**YOUR GOAL**
Nothing in the records may be changed; reproduce all of them.

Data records
★ ★ ★
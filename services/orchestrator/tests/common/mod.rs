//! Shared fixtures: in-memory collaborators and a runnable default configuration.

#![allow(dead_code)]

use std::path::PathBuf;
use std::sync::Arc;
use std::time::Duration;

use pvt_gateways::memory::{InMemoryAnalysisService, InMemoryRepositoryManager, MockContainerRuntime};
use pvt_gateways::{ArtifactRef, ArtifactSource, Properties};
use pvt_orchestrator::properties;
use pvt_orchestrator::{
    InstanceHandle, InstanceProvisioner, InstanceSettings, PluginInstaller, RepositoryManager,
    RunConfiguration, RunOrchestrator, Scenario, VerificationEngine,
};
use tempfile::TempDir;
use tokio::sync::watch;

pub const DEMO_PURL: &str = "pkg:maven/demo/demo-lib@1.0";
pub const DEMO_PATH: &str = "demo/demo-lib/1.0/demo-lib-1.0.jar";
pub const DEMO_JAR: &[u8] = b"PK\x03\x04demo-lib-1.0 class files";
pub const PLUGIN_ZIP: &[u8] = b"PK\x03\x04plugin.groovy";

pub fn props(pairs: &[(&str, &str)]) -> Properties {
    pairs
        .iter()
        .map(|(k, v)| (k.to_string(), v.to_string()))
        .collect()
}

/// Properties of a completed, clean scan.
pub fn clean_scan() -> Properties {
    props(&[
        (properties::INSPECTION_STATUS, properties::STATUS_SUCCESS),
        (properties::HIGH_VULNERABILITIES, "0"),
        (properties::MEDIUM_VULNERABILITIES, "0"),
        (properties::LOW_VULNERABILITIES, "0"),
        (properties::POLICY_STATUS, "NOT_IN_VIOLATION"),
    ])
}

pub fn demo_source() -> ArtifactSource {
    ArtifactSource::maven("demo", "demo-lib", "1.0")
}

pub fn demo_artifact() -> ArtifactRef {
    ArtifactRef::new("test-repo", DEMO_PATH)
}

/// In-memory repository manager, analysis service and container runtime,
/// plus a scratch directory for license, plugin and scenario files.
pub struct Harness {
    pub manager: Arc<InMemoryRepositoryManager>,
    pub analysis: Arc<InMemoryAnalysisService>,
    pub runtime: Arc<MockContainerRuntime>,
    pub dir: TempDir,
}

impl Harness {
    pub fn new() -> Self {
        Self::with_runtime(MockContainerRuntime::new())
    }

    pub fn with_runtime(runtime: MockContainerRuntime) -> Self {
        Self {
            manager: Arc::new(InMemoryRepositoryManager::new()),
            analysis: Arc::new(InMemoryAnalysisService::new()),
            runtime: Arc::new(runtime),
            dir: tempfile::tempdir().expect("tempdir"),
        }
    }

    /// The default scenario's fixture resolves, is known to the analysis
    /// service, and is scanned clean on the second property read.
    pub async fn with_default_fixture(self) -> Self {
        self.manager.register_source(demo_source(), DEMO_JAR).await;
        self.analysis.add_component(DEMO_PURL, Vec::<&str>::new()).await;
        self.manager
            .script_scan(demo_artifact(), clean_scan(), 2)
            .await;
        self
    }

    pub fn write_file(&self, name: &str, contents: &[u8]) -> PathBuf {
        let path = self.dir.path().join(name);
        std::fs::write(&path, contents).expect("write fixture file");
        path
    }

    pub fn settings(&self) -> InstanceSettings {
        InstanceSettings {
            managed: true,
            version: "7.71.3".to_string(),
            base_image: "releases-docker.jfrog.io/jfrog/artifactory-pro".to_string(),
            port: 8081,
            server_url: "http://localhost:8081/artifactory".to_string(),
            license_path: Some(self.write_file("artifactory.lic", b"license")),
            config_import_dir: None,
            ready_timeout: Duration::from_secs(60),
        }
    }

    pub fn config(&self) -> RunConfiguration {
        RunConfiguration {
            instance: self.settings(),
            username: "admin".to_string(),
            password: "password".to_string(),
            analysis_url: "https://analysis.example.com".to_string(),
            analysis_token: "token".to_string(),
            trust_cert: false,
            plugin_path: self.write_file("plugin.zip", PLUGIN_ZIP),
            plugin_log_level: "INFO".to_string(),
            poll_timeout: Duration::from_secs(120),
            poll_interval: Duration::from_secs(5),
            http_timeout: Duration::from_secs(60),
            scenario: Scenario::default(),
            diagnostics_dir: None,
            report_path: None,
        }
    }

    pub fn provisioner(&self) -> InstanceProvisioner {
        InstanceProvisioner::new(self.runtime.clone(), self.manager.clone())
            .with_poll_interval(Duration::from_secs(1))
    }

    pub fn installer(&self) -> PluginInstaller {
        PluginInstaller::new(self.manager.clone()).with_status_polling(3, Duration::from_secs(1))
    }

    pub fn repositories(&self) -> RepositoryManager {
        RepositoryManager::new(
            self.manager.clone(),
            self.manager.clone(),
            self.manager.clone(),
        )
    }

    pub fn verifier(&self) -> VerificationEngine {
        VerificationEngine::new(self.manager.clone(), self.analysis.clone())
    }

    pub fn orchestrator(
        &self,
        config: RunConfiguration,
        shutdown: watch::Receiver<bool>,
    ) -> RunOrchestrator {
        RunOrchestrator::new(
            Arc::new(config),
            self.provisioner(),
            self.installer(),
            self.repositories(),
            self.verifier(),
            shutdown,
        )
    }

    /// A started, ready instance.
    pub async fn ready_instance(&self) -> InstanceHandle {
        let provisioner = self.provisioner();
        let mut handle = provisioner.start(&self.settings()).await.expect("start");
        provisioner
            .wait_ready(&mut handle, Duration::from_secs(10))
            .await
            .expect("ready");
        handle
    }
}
★ ★ ★
**EXERCISE OUTPUT**
filename services/orchestrator/tests/common/mod.rs
//! Shared fixtures: in-memory collaborators and a runnable default configuration.

#![allow(dead_code)]

use std::path::PathBuf;
use std::sync::Arc;
use std::time::Duration;

use pvt_gateways::memory::{InMemoryAnalysisService, InMemoryRepositoryManager, MockContainerRuntime};
use pvt_gateways::{ArtifactRef, ArtifactSource, Properties};
use pvt_orchestrator::properties;
use pvt_orchestrator::{
    InstanceHandle, InstanceProvisioner, InstanceSettings, PluginInstaller, RepositoryManager,
    RunConfiguration, RunOrchestrator, Scenario, VerificationEngine,
};
use tempfile::TempDir;
use tokio::sync::watch;

pub const DEMO_PURL: &str = "pkg:maven/demo/demo-lib@1.0";
pub const DEMO_PATH: &str = "demo/demo-lib/1.0/demo-lib-1.0.jar";
pub const DEMO_JAR: &[u8] = b"PK\x03\x04demo-lib-1.0 class files";
pub const PLUGIN_ZIP: &[u8] = b"PK\x03\x04plugin.groovy";

pub fn props(pairs: &[(&str, &str)]) -> Properties {
    pairs
        .iter()
        .map(|(k, v)| (k.to_string(), v.to_string()))
        .collect()
}

/// Properties of a completed, clean scan.
pub fn clean_scan() -> Properties {
    props(&[
        (properties::INSPECTION_STATUS, properties::STATUS_SUCCESS),
        (properties::HIGH_VULNERABILITIES, "0"),
        (properties::MEDIUM_VULNERABILITIES, "0"),
        (properties::LOW_VULNERABILITIES, "0"),
        (properties::POLICY_STATUS, "NOT_IN_VIOLATION"),
    ])
}

pub fn demo_source() -> ArtifactSource {
    ArtifactSource::maven("demo", "demo-lib", "1.0")
}

pub fn demo_artifact() -> ArtifactRef {
    ArtifactRef::new("test-repo", DEMO_PATH)
}

/// In-memory repository manager, analysis service and container runtime,
/// plus a scratch directory for license, plugin and scenario files.
pub struct Harness {
    pub manager: Arc<InMemoryRepositoryManager>,
    pub analysis: Arc<InMemoryAnalysisService>,
    pub runtime: Arc<MockContainerRuntime>,
    pub dir: TempDir,
}

impl Harness {
    pub fn new() -> Self {
        Self::with_runtime(MockContainerRuntime::new())
    }

    pub fn with_runtime(runtime: MockContainerRuntime) -> Self {
        Self {
            manager: Arc::new(InMemoryRepositoryManager::new()),
            analysis: Arc::new(InMemoryAnalysisService::new()),
            runtime: Arc::new(runtime),
            dir: tempfile::tempdir().expect("tempdir"),
        }
    }

    /// The default scenario's fixture resolves, is known to the analysis
    /// service, and is scanned clean on the second property read.
    pub async fn with_default_fixture(self) -> Self {
        self.manager.register_source(demo_source(), DEMO_JAR).await;
        self.analysis.add_component(DEMO_PURL, Vec::<&str>::new()).await;
        self.manager
            .script_scan(demo_artifact(), clean_scan(), 2)
            .await;
        self
    }

    pub fn write_file(&self, name: &str, contents: &[u8]) -> PathBuf {
        let path = self.dir.path().join(name);
        std::fs::write(&path, contents).expect("write fixture file");
        path
    }

    pub fn settings(&self) -> InstanceSettings {
        InstanceSettings {
            managed: true,
            version: "7.71.3".to_string(),
            base_image: "releases-docker.jfrog.io/jfrog/artifactory-pro".to_string(),
            port: 8081,
            server_url: "http://localhost:8081/artifactory".to_string(),
            license_path: Some(self.write_file("artifactory.lic", b"license")),
            config_import_dir: None,
            ready_timeout: Duration::from_secs(60),
        }
    }

    pub fn config(&self) -> RunConfiguration {
        RunConfiguration {
            instance: self.settings(),
            username: "admin".to_string(),
            password: "password".to_string(),
            analysis_url: "https://analysis.example.com".to_string(),
            analysis_token: "token".to_string(),
            trust_cert: false,
            plugin_path: self.write_file("plugin.zip", PLUGIN_ZIP),
            plugin_log_level: "INFO".to_string(),
            poll_timeout: Duration::from_secs(120),
            poll_interval: Duration::from_secs(5),
            http_timeout: Duration::from_secs(60),
            scenario: Scenario::default(),
            diagnostics_dir: None,
            report_path: None,
        }
    }

    pub fn provisioner(&self) -> InstanceProvisioner {
        InstanceProvisioner::new(self.runtime.clone(), self.manager.clone())
            .with_poll_interval(Duration::from_secs(1))
    }

    pub fn installer(&self) -> PluginInstaller {
        PluginInstaller::new(self.manager.clone()).with_status_polling(3, Duration::from_secs(1))
    }

    pub fn repositories(&self) -> RepositoryManager {
        RepositoryManager::new(
            self.manager.clone(),
            self.manager.clone(),
            self.manager.clone(),
        )
    }

    pub fn verifier(&self) -> VerificationEngine {
        VerificationEngine::new(self.manager.clone(), self.analysis.clone())
    }

    pub fn orchestrator(
        &self,
        config: RunConfiguration,
        shutdown: watch::Receiver<bool>,
    ) -> RunOrchestrator {
        RunOrchestrator::new(
            Arc::new(config),
            self.provisioner(),
            self.installer(),
            self.repositories(),
            self.verifier(),
            shutdown,
        )
    }

    /// A started, ready instance.
    pub async fn ready_instance(&self) -> InstanceHandle {
        let provisioner = self.provisioner();
        let mut handle = provisioner.start(&self.settings()).await.expect("start");
        provisioner
            .wait_ready(&mut handle, Duration::from_secs(10))
            .await
            .expect("ready");
        handle
    }
}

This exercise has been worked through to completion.